◆ **Exercise details**: Write down every entry once more, exactly as it reads.
Start of Extracted information
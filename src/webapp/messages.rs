//! User-facing texts of the Mini App

pub const COURSES_LOAD_FAILED: &str = "Ошибка загрузки курсов";
pub const TOPICS_LOADING: &str = "Загрузка...";
pub const TOPICS_EMPTY: &str = "Нет тем в этом курсе";
pub const TOPICS_LOAD_FAILED: &str = "Ошибка загрузки тем";
pub const NO_FILES: &str = "Нет файлов";
pub const FILE_SENT: &str = "✅ Файл отправлен в чат!";
pub const NETWORK_ERROR: &str = "❌ Ошибка сети";

/// Label of a file download button
pub fn download_label(name: &str) -> String {
    format!("Скачать {}", name)
}

/// Notification for a rejected file request
pub fn request_failed(detail: &str) -> String {
    format!("❌ Ошибка: {}", detail)
}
End of Extracted information
◆ **Result of the task**:
filename src/webapp/messages.rs
//! User-facing texts of the Mini App

pub const COURSES_LOAD_FAILED: &str = "Ошибка загрузки курсов";
pub const TOPICS_LOADING: &str = "Загрузка...";
pub const TOPICS_EMPTY: &str = "Нет тем в этом курсе";
pub const TOPICS_LOAD_FAILED: &str = "Ошибка загрузки тем";
pub const NO_FILES: &str = "Нет файлов";
pub const FILE_SENT: &str = "✅ Файл отправлен в чат!";
pub const NETWORK_ERROR: &str = "❌ Ошибка сети";

/// Label of a file download button
pub fn download_label(name: &str) -> String {
    format!("Скачать {}", name)
}

/// Notification for a rejected file request
pub fn request_failed(detail: &str) -> String {
    format!("❌ Ошибка: {}", detail)
}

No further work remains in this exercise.